World

Nemtsov murder: the beginning of a dark era for Russia

The Kremlin is cornered, defensive and increasingly aggressive

March 04, 2015
A mourner pays their respects to murdered Russian opposition leader Boris Nemtsov by laying flowers on the bridge over the Moscow river. © ZINA HUDIAKOVA/NEWZULU/PA Images
A mourner pays their respects to murdered Russian opposition leader Boris Nemtsov by laying flowers on the bridge over the Moscow river. © ZINA HUDIAKOVA/NEWZULU/PA Images

On a cold evening on 27 February, Russia’s former Deputy Prime Minister Boris Nemtsov was walking across a bridge in central Moscow close to the Kremlin when he was gunned down and killed. The 55 year old Nemtsov, long a harsh critic of Russian President Vladimir Putin, was with his 23 year old Ukrainian girlfriend at the time of his death. Mysteriously, some of the surrounding CCTV cameras were later said by police to have been turned off. His body was taken away and the crime scene hosed down within minutes, though it took the police a while to arrive. The murder or, more correctly, the assassination could have come straight from the pages of a John Le Carre novel.

The media wars swiftly began. Western journalists from Europe to the U.S. have lined up to accuse the Kremlin of being behind the hit, while Russian newspapers and TV channels have blamed everyone from ultranationalists to Jihadists to, bewilderingly, Ukrainian-hired Chechens for taking out Nemtsov.

But as the journalist Ben Judah recently noted, as a leading dissident Nemtsov would likely have been under round-the-clock surveillance from Russian security service the FSB. Nothing he did or said would have escaped their notice; and certainly no one could have killed him without either the Kremlin's blessing or its deliberate omission.

Amid the furore one thing is clear: the assassination marked what is likely to be the beginning of a dark era for Russia.

Political assassinations are nothing new. Only a few years ago Alexander Litvinenko, another critic of Putin, was poisoned in a London restaurant. The journalist Anna Politkovskaya, an outspoken critic of Putin, was murdered in 2006 as she entered the lift in her block of flats.

But the brazen nature of the act (and its occurrence just by the seat of Russian power) sends a clear message: if you are part of the opposition you can and will be killed.

Whether or not Putin ordered the assassination, he has created a toxic political climate in which anyone criticising the regime's actions is deemed a traitor. Since the war in Ukraine began last year the Kremlin has pumped out nationalist propaganda accusing Ukrainian Nazis of overthrowing an elected President, killing their own people in the eastern region of Donbas and claiming international sanctions are part of western plots to bring about "regime change" in Russia.

On Vkontakte, the Russian equivalent of Facebook, this extreme nationalist rhetoric is echoed across hundreds if not thousands of profile and group pages, which rail at everyone from gays to liberal Russians to Ukrainian fascists. Nemtsov’s killing is merely the logical conclusion of a long-running stream of government propaganda throughout state media and Russia’s military actions in Ukraine over the last year.

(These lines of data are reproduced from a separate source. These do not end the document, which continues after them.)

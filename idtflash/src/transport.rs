//! Frame delivery with per-phase timeouts and retries.
//!
//! Each frame is written after discarding any buffered bytes, then exactly
//! one response byte is read under the timeout configured for the frame's
//! kind. A send succeeds as soon as that byte arrives; its value is only
//! logged when it differs from [`ACK`]. Write errors, read errors and read
//! timeouts all consume one attempt. When the budget runs out, the most
//! recent failure is returned.

use crate::config::ProtocolConfig;
use crate::error::{Error, Result};
use crate::port::Port;
use crate::protocol::FrameKind;
use crate::protocol::frame::ACK;
use log::trace;
use std::io;

/// Owns the open port and delivers one frame at a time.
pub struct FrameTransport<P: Port> {
    port: P,
    config: ProtocolConfig,
}

impl<P: Port> FrameTransport<P> {
    /// Wrap an opened port.
    pub fn new(port: P, config: ProtocolConfig) -> Self {
        Self { port, config }
    }

    /// Protocol configuration in use.
    pub fn config(&self) -> &ProtocolConfig {
        &self.config
    }

    /// Get a mutable reference to the underlying port.
    pub fn port_mut(&mut self) -> &mut P {
        &mut self.port
    }

    /// Send an encoded frame of the given kind.
    pub fn send_frame(&mut self, kind: FrameKind, frame: &[u8]) -> Result<()> {
        let timing = self.config.phase(kind);
        if timing.attempts == 0 {
            return Err(Error::InvalidInput(format!(
                "attempt budget for {kind} frames is zero"
            )));
        }

        self.port.set_timeout(timing.timeout)?;

        let mut last_failure = None;
        for attempt in 1..=timing.attempts {
            match self.try_send(frame) {
                Ok(response) => {
                    if response != ACK {
                        trace!("{kind} frame answered with 0x{response:02X}");
                    }
                    if attempt > 1 {
                        trace!("{kind} frame delivered on attempt {attempt}");
                    }
                    return Ok(());
                },
                Err(e) => {
                    trace!(
                        "{kind} frame attempt {attempt}/{} failed: {e}",
                        timing.attempts
                    );
                    last_failure = Some(e);
                },
            }
        }

        Err(Error::TransportFailure {
            frame: kind,
            attempts: timing.attempts,
            source: last_failure.unwrap_or_else(|| io::Error::other("no attempt made")),
        })
    }

    /// Single attempt: clear, write, read one byte.
    fn try_send(&mut self, frame: &[u8]) -> io::Result<u8> {
        self.port.clear_buffers().map_err(io::Error::other)?;
        self.port.write_all(frame)?;
        self.port.flush()?;

        let mut response = [0u8; 1];
        self.port.read_exact(&mut response)?;
        Ok(response[0])
    }
}
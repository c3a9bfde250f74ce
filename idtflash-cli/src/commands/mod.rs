//! Command implementations.

pub(crate) mod completions;
pub(crate) mod ports;
pub(crate) mod stage;
//! Minimal web search API client.
//!
//! This crate provides a focused client for a Google Custom Search shaped
//! endpoint, returning the top hits as plain `{title, link, snippet}`
//! records. A lookup is a fallible external call with its own timeout;
//! callers are expected to treat the result as optional enrichment, never
//! as a required input.

use serde::{Deserialize, Serialize};
use thiserror::Error;

const API_BASE: &str = "https://www.googleapis.com/customsearch/v1";
const DEFAULT_MAX_HITS: usize = 5;

/// Errors that can occur when searching.
#[derive(Debug, Error)]
pub enum Error {
    #[error("Search credentials not configured")]
    NoCredentials,

    #[error("Network error: {0}")]
    Network(String),

    #[error("API error (status {status}): {message}")]
    Api { status: u16, message: String },

    #[error("Failed to parse response: {0}")]
    Parse(String),
}

/// One web search result.
#[derive(Debug, Clone, PartialEq, Eq, Serialize, Deserialize)]
pub struct SearchHit {
    pub title: String,
    pub link: String,
    pub snippet: String,
}

/// Web search client.
#[derive(Clone)]
pub struct SearchClient {
    client: reqwest::Client,
    api_key: String,
    engine_id: String,
    max_hits: usize,
}

impl SearchClient {
    /// Create a new client with the given API key and search engine id.
    pub fn new(api_key: impl Into<String>, engine_id: impl Into<String>) -> Self {
        Self {
            client: reqwest::Client::builder()
                .timeout(std::time::Duration::from_secs(10))
                .connect_timeout(std::time::Duration::from_secs(5))
                .build()
                .expect("Failed to build HTTP client"),
            api_key: api_key.into(),
            engine_id: engine_id.into(),
            max_hits: DEFAULT_MAX_HITS,
        }
    }

    /// Create a client from the `SEARCH_API_KEY` and `SEARCH_ENGINE_ID`
    /// environment variables.
    pub fn from_env() -> Result<Self, Error> {
        let api_key = std::env::var("SEARCH_API_KEY").map_err(|_| Error::NoCredentials)?;
        let engine_id = std::env::var("SEARCH_ENGINE_ID").map_err(|_| Error::NoCredentials)?;
        Ok(Self::new(api_key, engine_id))
    }

    /// Set the maximum number of hits returned per search.
    pub fn with_max_hits(mut self, max_hits: usize) -> Self {
        self.max_hits = max_hits;
        self
    }

    /// Search the web and return up to `max_hits` results.
    pub async fn search(&self, query: &str) -> Result<Vec<SearchHit>, Error> {
        let response = self
            .client
            .get(API_BASE)
            .query(&[
                ("key", self.api_key.as_str()),
                ("cx", self.engine_id.as_str()),
                ("q", query),
            ])
            .send()
            .await
            .map_err(|e| Error::Network(e.to_string()))?;

        if !response.status().is_success() {
            let status = response.status().as_u16();
            let body = response.text().await.unwrap_or_default();
            return Err(Error::Api {
                status,
                message: body,
            });
        }

        let api_response: ApiResponse = response
            .json()
            .await
            .map_err(|e| Error::Parse(e.to_string()))?;

        Ok(hits_from(api_response, self.max_hits))
    }

    /// Search scoped to a location (`"<query> near <location>"`).
    pub async fn search_near(&self, query: &str, location: &str) -> Result<Vec<SearchHit>, Error> {
        self.search(&format!("{query} near {location}")).await
    }
}

#[derive(Deserialize)]
struct ApiResponse {
    #[serde(default)]
    items: Vec<ApiItem>,
}

#[derive(Deserialize)]
struct ApiItem {
    #[serde(default)]
    title: String,
    #[serde(default)]
    link: String,
    #[serde(default)]
    snippet: String,
}

fn hits_from(response: ApiResponse, max_hits: usize) -> Vec<SearchHit> {
    response
        .items
        .into_iter()
        .take(max_hits)
        .map(|item| SearchHit {
            title: item.title,
            link: item.link,
            snippet: item.snippet,
        })
        .collect()
}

Putin took power in 2000 just as international oil prices began to boom. It was a wave he was able to ride for almost 14 years. Now prices are plummeting, the ruble has dropped accordingly and the Russian economy, so long a guarantor of social stability, is tottering. The need for terror to keep people in line has never been greater.

On Monday, tens of thousands gathered in Moscow to march in honour of Nemtsov. Russians carried banners declaring “we are not afraid” and chanted anti-Putin slogans. Russian and Ukrainian flags fluttered in breeze while mourners placed mounds of flowers at the site of his death. Hundreds of police looked on intently. Prior to his death, Nemtsov said that Putin had invaded Ukraine because he was scared of its EuroMaidan Revolution. His death proves that the Russian authorities are still scared. And it is a fear that is likely to lead to more violence and more death and more repression.

Nemtsov's killing marks the moment that Russia officially abandoned all pretence of being a democratic state. Previously, the Kremlin would allow, and even encourage opposition figures, to create at least an illusion of democracy. Now even that appears to have changed. The reports that Nemtsov wrote on the alleged corruption surrounding the Sochi Winter Olympic Games and his publicly articulated views on Putin's policies toward Ukraine are no longer permissible in the new Russia. And the Kremlin no longer even cares about disguising this fact.

All of this bodes ill for Ukraine. The Kremlin is cornered, defensive and increasingly aggressive. The likelihood that it will continue to lash out is greater than ever before. As the Russian economy continues to contract, as it currency continues to fall and its unemployment grows, it will need more and more distractions for its beleaguered populace. This means more nationalism and more racism and, almost certainly, more war.